Padre Raffaele, partiamo proprio dai primi anni di vita di Massimiliano, o meglio di Raimondo, questo il nome prima di prendere i voti. Quali sono i primi passi di Raimondo? Da dove nasce questa sua spiritualità così ricca?

Raimondo Kolbe nasce a Zduńska Wola, un piccolo paesino non lontano dalla capitale della Polonia, Varsavia. E’ l’8 gennaio del 1894. Fin da picccolo Raimondo respira nella sua famiglia - i genitori sono Julius Kolbe e Maria Dąbrowska, di lavoro facevano i tessitori - una religiosità piena, molto ricca. La casa dove abita il piccolo Raimondo è molto modesta, di legno, come vuole la migliore tradizione polacca. E’ una casa a due piani e ancora oggi è possibile visitarla: al primo piano c’è il laboratorio tessile con i telai e tutti gli strumenti di lavoro; il secondo, invece, ha un’unica stanza da letto. I genitori erano terziari francescani e si narra che tutti e due, in giovane età, avessero pensato di sposare la vita religiosa. Poi, invece, le due rispettive famiglie d’origine decisero diversamente facendoli convolare a nozzde. Un desiderio, il loro che, in fondo, potremmo dire sarà quasi un’eredità spirituale per i loro tre figli (tre, almeno sono quelli che sopravviveranno): Francesco, il primo; il secondo, Raimondo, e poi viene Giuseppe. Tutti e tre saranno frati. Francesco e Raimondo entreranno in convento insieme. Poi saranno seguiti da Giuseppe. Tutto ciò riesce a darci l’idea di quanto fosse santa questa famiglia.

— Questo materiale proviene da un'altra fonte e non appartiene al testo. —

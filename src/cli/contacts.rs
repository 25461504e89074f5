use super::CutoffArgs;
use boltzana::{get_contacts, records_to_df, write_df_to_file, StructureModel, TableFileType};
use clap::Parser;
use std::path::{Path, PathBuf};
use tracing::{debug, error, info, trace, warn};

#[derive(Parser, Debug, Clone)]
#[command(version, about)]
pub(crate) struct Args {
    /// Path to the PDB or mmCIF file to be analyzed
    #[arg(short, long)]
    input: PathBuf,

    /// Output directory
    #[arg(short, long)]
    output: PathBuf,

    /// Name of the output file
    #[arg(short = 'f', long = "filename", default_value_t = String::from("interactions"))]
    filename: String,

    /// Output file type
    #[arg(short = 't', long, default_value_t = TableFileType::Csv, value_enum)]
    output_format: TableFileType,

    #[command(flatten)]
    cutoffs: CutoffArgs,
}

pub(crate) fn run(args: &Args) {
    trace!("{args:?}");

    // Make sure `input` exists
    let input_path = match Path::new(&args.input).canonicalize() {
        Ok(path) => path,
        Err(e) => {
            error!("Failed to retrieve input file: {}", e);
            return;
        }
    };
    let cutoffs = match args.cutoffs.to_cutoffs() {
        Ok(cutoffs) => cutoffs,
        Err(e) => {
            error!("{e}");
            return;
        }
    };

    let model_id = input_path
        .file_stem()
        .map(|stem| stem.to_string_lossy().to_string())
        .unwrap_or_else(|| "model".to_string());
    let (model, warnings) = match StructureModel::from_file(&input_path, model_id) {
        Ok(loaded) => loaded,
        Err(e) => {
            error!("{e}");
            return;
        }
    };
    for e in &warnings {
        match e.level() {
            pdbtbx::ErrorLevel::BreakingError | pdbtbx::ErrorLevel::InvalidatingError => {
                error!("{e}")
            }
            _ => warn!("{e}"),
        }
    }
    debug!(
        "Loaded {} atoms from {}",
        model.atoms().len(),
        input_path.display()
    );

    let records = match get_contacts(&model, cutoffs) {
        Ok(records) => records,
        Err(e) => {
            error!("{e}");
            return;
        }
    };
    info!("Found {} contacts", records.len());

    // Save results
    let mut df = records_to_df(&records);
    let output_file = args.output.join(&args.filename);
    match write_df_to_file(&mut df, &output_file, args.output_format) {
        Ok(path) => info!("Results saved to {}", path.display()),
        Err(e) => error!("Failed to write results: {e}"),
    }
}
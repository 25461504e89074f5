#![warn(missing_docs)]
#![doc = include_str!("../README.md")]

//! # Boltzana Library
//!
//! This library analyzes protein-structure-prediction output. It classifies
//! protein-ligand contacts into four interaction categories (hydrogen bonds,
//! salt bridges, a pi-stacking proxy, and hydrophobic contacts) using
//! geometric cutoffs and chemical-property filters, and writes one ordered
//! contact table per predicted model. Parsers for the prediction's
//! confidence and affinity metadata are included for model selection.
//!
//! Contact tables are Polars DataFrames, so results can be written as CSV,
//! Parquet, or JSON, or consumed directly.

pub mod boltz;
pub mod chemistry;
pub mod errors;
pub mod interactions;
pub mod pairs;
pub mod selection;
pub mod structure;
pub mod table;

// Re-export key public types
pub use errors::{AnalysisError, ConfigError, StructureError};
pub use interactions::{get_contacts, ContactRecord, Cutoffs, Interaction, InteractionClassifier};
pub use selection::AtomFilter;
pub use structure::{AtomRecord, StructureModel};
pub use table::{records_to_df, write_df_to_file, write_model_table, TableFileType};

use std::path::{Path, PathBuf};

/// Classify one model's protein-ligand contacts and persist the table.
///
/// The artifact lands at
/// `<destination>/model_<N>/model_<N>_interactions.<ext>`; rerunning with the
/// same destination and model number overwrites it. An empty ligand partition
/// produces a header-only table, not a missing file.
///
/// # Errors
///
/// Structure and configuration problems abort this model's analysis; write
/// failures propagate untouched so a failed write is never reported as
/// success.
pub fn extract_interactions(
    model: &StructureModel,
    cutoffs: Cutoffs,
    destination: &Path,
    model_num: usize,
    file_type: TableFileType,
) -> Result<PathBuf, AnalysisError> {
    let records = interactions::get_contacts(model, cutoffs)?;
    table::write_model_table(&records, destination, model_num, file_type)
}
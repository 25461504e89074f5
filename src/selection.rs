//! Typed atom selections.
//!
//! Selections are pure, composable predicates over [`AtomRecord`] attributes.
//! They replace query-string selections: there is no parsing surface, and the
//! same filter applied to the same model always selects the same atoms.

use crate::structure::AtomRecord;
use pdbtbx::Element;

/// A composable boolean filter over atom attributes.
#[derive(Debug, Clone, PartialEq)]
pub enum AtomFilter {
    /// Atoms in the protein partition.
    Polymer,
    /// Atoms outside the protein partition (the ligand side).
    NonPolymer,
    /// Hydrogen-bond donors.
    Donor,
    /// Hydrogen-bond acceptors.
    Acceptor,
    /// Atoms of the given element.
    Element(Element),
    /// Atoms whose residue name is in the given set.
    ResidueIn(&'static [&'static str]),
    /// Atoms with formal charge greater than zero.
    PositiveCharge,
    /// Atoms with formal charge less than zero.
    NegativeCharge,
    /// Conjunction: all inner filters match.
    All(Vec<AtomFilter>),
    /// Disjunction: at least one inner filter matches.
    Any(Vec<AtomFilter>),
    /// Negation of the inner filter.
    Not(Box<AtomFilter>),
}

impl AtomFilter {
    /// Evaluate the filter against one atom.
    pub fn matches(&self, atom: &AtomRecord) -> bool {
        match self {
            AtomFilter::Polymer => atom.is_polymer,
            AtomFilter::NonPolymer => !atom.is_polymer,
            AtomFilter::Donor => atom.is_donor,
            AtomFilter::Acceptor => atom.is_acceptor,
            AtomFilter::Element(element) => atom.element.as_ref() == Some(element),
            AtomFilter::ResidueIn(names) => names.contains(&atom.resn.as_str()),
            AtomFilter::PositiveCharge => atom.formal_charge > 0,
            AtomFilter::NegativeCharge => atom.formal_charge < 0,
            AtomFilter::All(filters) => filters.iter().all(|f| f.matches(atom)),
            AtomFilter::Any(filters) => filters.iter().any(|f| f.matches(atom)),
            AtomFilter::Not(filter) => !filter.matches(atom),
        }
    }

    /// Both this filter and `other`.
    pub fn and(self, other: AtomFilter) -> AtomFilter {
        AtomFilter::All(vec![self, other])
    }

    /// Either this filter or `other`.
    pub fn or(self, other: AtomFilter) -> AtomFilter {
        AtomFilter::Any(vec![self, other])
    }

    /// Everything this filter rejects.
    pub fn negate(self) -> AtomFilter {
        AtomFilter::Not(Box::new(self))
    }

    /// Donor-or-acceptor union, used by the hbond and hydrophobic categories.
    pub fn polar() -> AtomFilter {
        AtomFilter::Donor.or(AtomFilter::Acceptor)
    }
}
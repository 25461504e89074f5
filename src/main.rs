mod cli;

use clap::{Parser, Subcommand};
use tracing::Level;

#[derive(Parser, Debug)]
#[command(version, about, long_about = None)]
struct Cli {
    #[command(subcommand)]
    command: Command,

    /// Verbosity of the program:
    /// -v for info, -vv for debug, and -vvv for trace
    #[arg(short, long, action = clap::ArgAction::Count, global = true)]
    verbose: u8,
}

#[derive(Subcommand, Debug)]
enum Command {
    /// Calculate protein-ligand contacts in a single structure file
    Contacts(cli::contacts::Args),
    /// Analyze every model in an extracted prediction results directory
    Report(cli::report::Args),
    /// Summarize per-model confidence metrics of a prediction run
    Confidence(cli::confidence::Args),
}

fn main() {
    let cli = Cli::parse();

    let level = match cli.verbose {
        0 => Level::WARN,
        1 => Level::INFO,
        2 => Level::DEBUG,
        _ => Level::TRACE,
    };
    tracing_subscriber::fmt().with_max_level(level).init();

    match &cli.command {
        Command::Contacts(args) => cli::contacts::run(args),
        Command::Report(args) => cli::report::run(args),
        Command::Confidence(args) => cli::confidence::run(args),
    }
}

Nei primi anni di Raimondo, troviamo un episodio biografico che potremmo definire “un seme” di quella che sarà poi la sua santità. A dieci anni, infatti, Kolbe ha la visione dell’Immacolata: può raccontarci come andò quest’episodio così determinante nella vita del santo polacco?

Il racconto è della madre, Maria Dąbrowska, che depositò come testimone al processo di canonizzazione. San Massimiliano Kolbe non ci lascia nulla di scritto in merito a ciò. Quando avvenne l’episodio, Kolbe aveva all’incirca dieci anni. All’epoca, la famiglia si era trasferita in un altro piccolo paese della Polonia, Pabianice.Qui, vi era una chiesetta dedicata a San Matteo. La casa dei Kolbe non era molto lontana dalla piccola chiesetta. In questa parrocchia è presente un bellissimo altare dedicato all’Immacolata: un quadro bellissimo è posto sopra l’altare. Bisogna premettere un fatto: il piccolo Raimondo, dei tre figli, era il più vulcanico, il più irrequieto. Era così vispo tanto che la madre, un giorno, quasi esasperata dal suo comportamente gli disse: “Che ne sarà di te, piccolo Raimondo?”. Davanti a questa domanda, il piccolo rimase un po’ male. Lo prese, ovviamente, come un aspro rimprovero e così andò a piangere proprio in quella chiesetta vicino casa. E fu proprio qui che avvenne la visione dell’Immacolata recante due corone: Lei, la Vergine, offriva la possibilità di scegliere fra due corone che aveva in mano. Una rossa, il martirio; l’altra bianca, la purezza, la castità. Kolbe accolse entrambe: ovviamente non sapeva cosa stava facendo, cosa avesse scelto. L’episodio lo racconterà alla madre che aveva compreso quale sarebbe stata la vita del figlio: “custodì tutte queste cose nel suo cuore”, così come la Vergine con Cristo. Solamente nel momento del processo racconterà tutto.

Facciamo un salto di tempo e di luogo: 1917, Roma.  Massimiliano è nella Città Eterna presso il collegio San Bonaventura, vicino ai Fori Imperiali. Ed è proprio in questo collegio che avverrà un fatto storico che determinerà la vita di Massimiliano Kolbe: la fondazione della Milizia dell’Immacolata.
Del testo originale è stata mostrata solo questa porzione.